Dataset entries
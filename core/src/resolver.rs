/*
 * Copyright (c) 2026 Mohamad Al-Zawahreh (dba Sovereign Systems).
 *
 * This file is part of the Funny Compiler.
 *
 * LICENSE: DUAL-LICENSED (AGPLv3 or COMMERCIAL).
 *
 * 1. OPEN SOURCE: You may use this file under the terms of the GNU Affero
 * General Public License v3.0. If you link to this code, your ENTIRE
 * application must be open-sourced under AGPLv3.
 *
 * 2. COMMERCIAL: For proprietary use, you must obtain a Commercial License
 * from Sovereign Systems.
 *
 * PATENT NOTICE: Protected by US Patent App #63/935,467.
 * NO IMPLIED LICENSE to rights of Mohamad Al-Zawahreh or Sovereign Systems.
 */

//! Name resolution for contracts: `requires`, `ensures` and loop invariants.
//!
//! Predicates are only scoped here. Nothing is proved or evaluated.

use crate::ast::{Expr, FunctionDef, Module, Predicate, Statement};
use crate::checker::function_scope;
use crate::diagnostic::{ErrorKind, FunnyError};
use crate::types::{Scope, VarOrigin};
use tracing::{debug, instrument};

pub struct ContractResolver<'s> {
    source: &'s str,
}

impl<'s> ContractResolver<'s> {
    pub fn new(source: &'s str) -> Self {
        ContractResolver { source }
    }

    #[instrument(level = "info", skip_all, fields(functions = module.functions.len()))]
    pub fn resolve_module(&self, module: &Module) -> Result<(), FunnyError> {
        for func in &module.functions {
            let predicates = self.resolve_function(func)?;
            debug!(function = %func.name, predicates, "contracts resolved");
        }
        Ok(())
    }

    /// Returns how many predicates were checked.
    pub fn resolve_function(&self, func: &FunctionDef) -> Result<usize, FunnyError> {
        let scope = function_scope(func, self.source)?;
        let mut checked = 0;

        for pred in func.requires.iter().chain(func.ensures.iter()) {
            self.resolve_predicate(pred, &scope)?;
            checked += 1;
        }

        checked += self.resolve_invariants(&func.body, &scope)?;
        Ok(checked)
    }

    fn resolve_invariants(&self, stmt: &Statement, scope: &Scope<'_>) -> Result<usize, FunnyError> {
        match stmt {
            Statement::Block { statements } => {
                let mut checked = 0;
                for s in statements {
                    checked += self.resolve_invariants(s, scope)?;
                }
                Ok(checked)
            }
            Statement::If {
                then_branch,
                else_branch,
                ..
            } => {
                let mut checked = self.resolve_invariants(then_branch, scope)?;
                if let Some(else_branch) = else_branch {
                    checked += self.resolve_invariants(else_branch, scope)?;
                }
                Ok(checked)
            }
            Statement::While { body, invariant, .. } => {
                let mut checked = 0;
                if let Some(invariant) = invariant {
                    self.resolve_predicate(invariant, scope)?;
                    checked += 1;
                }
                Ok(checked + self.resolve_invariants(body, scope)?)
            }
            Statement::Assign(_) | Statement::Call { .. } => Ok(0),
        }
    }

    fn resolve_predicate(&self, pred: &Predicate, scope: &Scope<'_>) -> Result<(), FunnyError> {
        match pred {
            Predicate::Bool { .. } => Ok(()),
            Predicate::Comp(comp) => {
                self.resolve_expression(&comp.left, scope)?;
                self.resolve_expression(&comp.right, scope)
            }
            Predicate::Not { argument } => self.resolve_predicate(argument, scope),
            Predicate::BinPred { left, right, .. } => {
                self.resolve_predicate(left, scope)?;
                self.resolve_predicate(right, scope)
            }
            Predicate::Quantifier { variable, body, .. } => {
                let mut inner = Scope::with_parent(scope);
                inner.bind(&variable.name, VarOrigin::Bound, variable.var_type);
                self.resolve_predicate(body, &inner)
            }
            Predicate::FormulaRef { args, .. } => {
                for arg in args {
                    self.resolve_expression(arg, scope)?;
                }
                Ok(())
            }
        }
    }

    fn resolve_expression(&self, expr: &Expr, scope: &Scope<'_>) -> Result<(), FunnyError> {
        match expr {
            Expr::Num { .. } => Ok(()),
            Expr::Var { name } => {
                if scope.contains(name) {
                    Ok(())
                } else {
                    Err(FunnyError::at(
                        ErrorKind::UndeclaredIdentifier,
                        format!("Undeclared variable '{}' in predicate", name),
                        self.source,
                        name,
                    ))
                }
            }
            Expr::ArrayAccess { name, index } => {
                let entry = scope.get(name).ok_or_else(|| {
                    FunnyError::at(
                        ErrorKind::UndeclaredIdentifier,
                        format!("Undeclared array '{}' in predicate", name),
                        self.source,
                        name,
                    )
                })?;
                if !entry.var_type.is_array() {
                    return Err(FunnyError::at(
                        ErrorKind::TypeMismatch,
                        format!("Cannot index non-array variable '{}'", name),
                        self.source,
                        name,
                    ));
                }
                self.resolve_expression(index, scope)
            }
            Expr::Binary { left, right, .. } => {
                self.resolve_expression(left, scope)?;
                self.resolve_expression(right, scope)
            }
            Expr::Neg { argument } => self.resolve_expression(argument, scope),
            // Callee names in predicates are not resolved.
            Expr::Call(call) => {
                for arg in &call.args {
                    self.resolve_expression(arg, scope)?;
                }
                Ok(())
            }
        }
    }
}

/// Resolve every contract of `module`, returning it unchanged on success.
pub fn resolve<'m>(module: &'m Module, source: &str) -> Result<&'m Module, FunnyError> {
    ContractResolver::new(source).resolve_module(module)?;
    Ok(module)
}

> To do
If a line of the entries contains the string "index", it counts; report how many such lines there are, as a bare number.

> Your solution
3